Das Fund-Raising gestalte sich derzeit als "sehr schwierig". Neue Fonds seien für Late-Stage- und Buy-Out-Finanzierungen aufgelegt worden, für Early-Stage-Investititionen könnten nur etablierte VC-Gesellschaften Mittel einwerben. An Liquiditätsmangel würden nur kleinere Gesellschaften leiden, die derzeit keine neuen Investitionen tätigen können. Allgemein fehle es aber nicht an Liquidität, denn dem addierten VC-Fondsvolumen von rund 28 Mrd.

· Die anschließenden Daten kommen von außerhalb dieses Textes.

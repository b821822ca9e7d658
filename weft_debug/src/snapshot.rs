// Copyright 2026 the Weft Authors
// SPDX-License-Identifier: Apache-2.0 OR MIT

//! JSON snapshots of a fiber tree.
//!
//! [`fiber_tree_json`] walks a tree from any fiber and returns a nested
//! [`serde_json::Value`]; [`write_fiber_tree`] pretty-prints it. Useful for
//! diffing the current and work-in-progress trees around a commit.

use std::io::{self, Write};

use serde_json::{Map, Value, json};

use weft_core::element::PropValue;
use weft_core::fiber::{FiberId, FiberStore, WorkTag};
use weft_core::flags::FiberFlags;

/// Builds a JSON description of the subtree rooted at `root`.
///
/// Each fiber becomes an object with its `tag`, `type`, `key`, `flags`,
/// `subtree_flags`, host `attrs`, `text` and `children`.
///
/// # Panics
///
/// Panics if `root` is stale.
#[must_use]
pub fn fiber_tree_json(store: &FiberStore, root: FiberId) -> Value {
    let children: Vec<Value> = store
        .children(root)
        .map(|child| fiber_tree_json(store, child))
        .collect();

    json!({
        "id": format!("{root:?}"),
        "tag": tag_name(store.tag(root)),
        "type": store.element_type(root).map(ToString::to_string),
        "key": store.key(root).map(|k| k.to_string()),
        "flags": flag_names(store.flags(root)),
        "subtree_flags": flag_names(store.subtree_flags(root)),
        "attrs": attrs(store, root),
        "text": store.text(root).map(ToString::to_string),
        "children": children,
    })
}

/// Writes [`fiber_tree_json`] for `root` as pretty-printed JSON.
///
/// # Errors
///
/// Returns any error from the writer.
pub fn write_fiber_tree(store: &FiberStore, root: FiberId, writer: &mut dyn Write) -> io::Result<()> {
    serde_json::to_writer_pretty(&mut *writer, &fiber_tree_json(store, root))?;
    writeln!(writer)
}

fn tag_name(tag: WorkTag) -> &'static str {
    match tag {
        WorkTag::HostRoot => "HostRoot",
        WorkTag::HostComponent => "HostComponent",
        WorkTag::FunctionComponent => "FunctionComponent",
        WorkTag::HostText => "HostText",
    }
}

fn flag_names(flags: FiberFlags) -> Vec<&'static str> {
    let mut names = Vec::new();
    if flags.contains(FiberFlags::PLACEMENT) {
        names.push("PLACEMENT");
    }
    if flags.contains(FiberFlags::UPDATE) {
        names.push("UPDATE");
    }
    if flags.contains(FiberFlags::PASSIVE) {
        names.push("PASSIVE");
    }
    names
}

fn attrs(store: &FiberStore, id: FiberId) -> Value {
    if store.tag(id) != WorkTag::HostComponent {
        return Value::Null;
    }
    let Some(props) = store.memoized_props(id).or_else(|| store.pending_props(id)) else {
        return Value::Null;
    };
    let map: Map<String, Value> = props
        .attrs()
        .map(|(name, value)| {
            let value = match value {
                PropValue::Str(s) => json!(s),
                PropValue::Int(n) => json!(n),
                PropValue::Float(n) => json!(n),
                PropValue::Bool(b) => json!(b),
            };
            (name.to_owned(), value)
        })
        .collect();
    Value::Object(map)
}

EUR stehe ein Portfolio von derzeit 16,3 Mrd. EUR gegenüber.
Nach einer Erhebung vom Frühjahr dieses Jahres stehe in Europa Kapital in Höhe von etwa 40 Mrd. EUR zur Anlage zur Verfügung, davon allerdings rund 30 Mrd. EUR allein bei neun großen Private Equity-Gesellschaften. Von der Entscheidung des Bundesfinanzhofs (BFH), wonach die Management Fee für geschlossen Fonds mehrwertsteuerpflichtig sei, werde die Branche hart getroffen. Allerdings, so der Verband, sei noch unklar, ob auch früher aufgelegte Fonds der Mehrwertsteuerpflicht unterliegen werden. Für das Gesamtjahr 2002 rechnet der Verband mit Neuinvestitionen der Branche in Höhe von 3 bis 3,5 (2001: 4,4) Mrd. EUR.